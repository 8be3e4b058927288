//! Elevation shift: works around the engine's mishandling of negative
//! station elevations.
//!
//! `offset = max(0, -min(station elevations))` is added to every station
//! elevation and every velocity-model layer top, and recorded in a state
//! file inside the working directory *before* any engine input referencing
//! shifted coordinates is written. The reconciler subtracts the recorded
//! offset from relocated depths.
//!
//! Idempotence policy: [`apply`] with an already-recorded applied state is a
//! no-op that returns the recorded offset; it never shifts twice. A fresh
//! pipeline run clears the recorded state first (see
//! [`clear_state`]) because it regenerates every engine input from
//! unshifted catalog data. Recomputing the offset on already-shifted
//! stations yields zero by construction, so both guards agree.

use std::fs;

use serde::{Deserialize, Serialize};
use tracing::{debug, info};

use crate::catalog::Station;
use crate::error::{RelocError, Result};
use crate::geom;
use crate::velocity::VelocityModel;
use crate::wdir::WorkingDirectory;

#[derive(Debug, Clone, Copy, PartialEq, Serialize, Deserialize)]
pub struct ShiftState {
    pub offset_m: f64,
    pub applied: bool,
}

impl ShiftState {
    pub fn not_applied() -> Self {
        Self {
            offset_m: 0.0,
            applied: false,
        }
    }

    pub fn offset_km(&self) -> f64 {
        geom::m_to_km(self.offset_m)
    }
}

/// Reads the persisted state, if any. Survives process restarts, so a
/// caller resuming from an intermediate working-directory state can still
/// invert depths.
pub fn load_state(wdir: &WorkingDirectory) -> Result<Option<ShiftState>> {
    let path = wdir.shift_state_path();
    if !path.exists() {
        return Ok(None);
    }
    let contents = fs::read_to_string(&path)?;
    let state: ShiftState = serde_json::from_str(&contents).map_err(|e| {
        RelocError::consistency(format!("unreadable shift state {}: {e}", path.display()))
    })?;
    Ok(Some(state))
}

/// Removes a recorded state from a previous run. Called by the orchestrator
/// before shifting, since a full run regenerates every engine input.
pub fn clear_state(wdir: &WorkingDirectory) -> Result<()> {
    let path = wdir.shift_state_path();
    if path.exists() {
        fs::remove_file(&path)?;
        debug!("cleared stale shift state at {}", path.display());
    }
    Ok(())
}

fn persist(wdir: &WorkingDirectory, state: &ShiftState) -> Result<()> {
    let path = wdir.shift_state_path();
    let contents = serde_json::to_string_pretty(state)
        .map_err(|e| RelocError::consistency(format!("unserializable shift state: {e}")))?;
    fs::write(&path, contents)?;
    Ok(())
}

/// Computes and applies the uniform elevation shift, records it, and
/// returns the state. No-op when a state is already recorded as applied.
pub fn apply(
    stations: &mut [Station],
    model: &mut VelocityModel,
    wdir: &WorkingDirectory,
) -> Result<ShiftState> {
    if let Some(state) = load_state(wdir)? {
        if state.applied {
            info!(
                offset_m = state.offset_m,
                "elevation shift already recorded for this working directory; not re-applying"
            );
            return Ok(state);
        }
    }

    let min_elevation_m = stations
        .iter()
        .map(|s| s.elevation_m)
        .fold(f64::INFINITY, f64::min);
    if !min_elevation_m.is_finite() {
        return Err(RelocError::config(
            "cannot shift elevations without any stations",
        ));
    }

    let offset_m = (-min_elevation_m).max(0.0);
    if offset_m > 0.0 {
        for station in stations.iter_mut() {
            station.elevation_m += offset_m;
        }
        model.shift_depths(geom::m_to_km(offset_m));
        info!(
            offset_m,
            "shifted stations and velocity model so the lowest station sits at elevation 0"
        );
    } else {
        debug!("no station below sea level; elevation shift is zero");
    }

    let state = ShiftState {
        offset_m,
        applied: true,
    };
    // Recorded before any engine input referencing shifted coordinates
    // exists, so inversion is possible even after a crash.
    persist(wdir, &state)?;
    Ok(state)
}

/// Inverse of the forward shift, applied to an engine-reported depth.
pub fn unshift_depth_km(depth_km: f64, state: &ShiftState) -> f64 {
    if state.applied {
        depth_km - state.offset_km()
    } else {
        depth_km
    }
}

#[cfg(test)]
mod tests {
    use super::*;
    use crate::velocity::VelocityModel;

    fn stations(elevations_m: &[f64]) -> Vec<Station> {
        elevations_m
            .iter()
            .enumerate()
            .map(|(i, &elevation_m)| Station {
                network: "XX".into(),
                code: format!("S{i}"),
                latitude_deg: 47.0,
                longitude_deg: 8.0,
                elevation_m,
            })
            .collect()
    }

    fn model() -> VelocityModel {
        VelocityModel::constant_ratio(vec![(0.0, 5.0), (10.0, 6.0)], 1.73).unwrap()
    }

    fn wdir() -> (tempfile::TempDir, WorkingDirectory) {
        let dir = tempfile::tempdir().unwrap();
        let wdir = WorkingDirectory::open(dir.path()).unwrap();
        (dir, wdir)
    }

    #[test]
    fn negative_minimum_sets_offset_and_zero_floor() {
        let (_guard, wdir) = wdir();
        let mut stations = stations(&[-50.0, 120.0, 0.0]);
        let mut model = model();
        let state = apply(&mut stations, &mut model, &wdir).unwrap();
        assert_eq!(state.offset_m, 50.0);
        assert!(state.applied);
        let min = stations
            .iter()
            .map(|s| s.elevation_m)
            .fold(f64::INFINITY, f64::min);
        assert_eq!(min, 0.0);
        assert_eq!(model.top_line(), "0.050 10.050");
    }

    #[test]
    fn all_non_negative_elevations_shift_nothing() {
        let (_guard, wdir) = wdir();
        let mut stations = stations(&[0.0, 300.0]);
        let mut model = model();
        let state = apply(&mut stations, &mut model, &wdir).unwrap();
        assert_eq!(state.offset_m, 0.0);
        assert_eq!(model.top_line(), "0.000 10.000");
    }

    #[test]
    fn second_apply_is_a_detected_no_op() {
        let (_guard, wdir) = wdir();
        let mut stations = stations(&[-25.0, 10.0]);
        let mut model = model();
        let first = apply(&mut stations, &mut model, &wdir).unwrap();
        let elevations: Vec<f64> = stations.iter().map(|s| s.elevation_m).collect();

        let second = apply(&mut stations, &mut model, &wdir).unwrap();
        assert_eq!(first, second);
        let unchanged: Vec<f64> = stations.iter().map(|s| s.elevation_m).collect();
        assert_eq!(elevations, unchanged);

        // And the offset recomputed from shifted data would be zero anyway.
        let min = unchanged.iter().copied().fold(f64::INFINITY, f64::min);
        assert_eq!((-min).max(0.0), 0.0);
    }

    #[test]
    fn state_survives_reload() {
        let (_guard, wdir) = wdir();
        let mut stations = stations(&[-75.0]);
        let mut model = model();
        apply(&mut stations, &mut model, &wdir).unwrap();
        let reloaded = load_state(&wdir).unwrap().unwrap();
        assert_eq!(reloaded.offset_m, 75.0);
        assert!(reloaded.applied);
    }

    #[test]
    fn clear_state_allows_fresh_application() {
        let (_guard, wdir) = wdir();
        let mut stations = stations(&[-10.0]);
        let mut model = model();
        apply(&mut stations, &mut model, &wdir).unwrap();
        clear_state(&wdir).unwrap();
        assert!(load_state(&wdir).unwrap().is_none());
    }

    #[test]
    fn unshift_inverts_only_when_applied() {
        let applied = ShiftState {
            offset_m: 50.0,
            applied: true,
        };
        assert!((unshift_depth_km(4.05, &applied) - 4.0).abs() < 1e-12);
        let idle = ShiftState::not_applied();
        assert_eq!(unshift_depth_km(4.05, &idle), 4.05);
    }
}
---------------
*Work to be completed*. Your task is to copy each line of the entries that includes the word "catalog".

*Completed exercise*.
//! unshifted catalog data. Recomputing the offset on already-shifted
use crate::catalog::Station;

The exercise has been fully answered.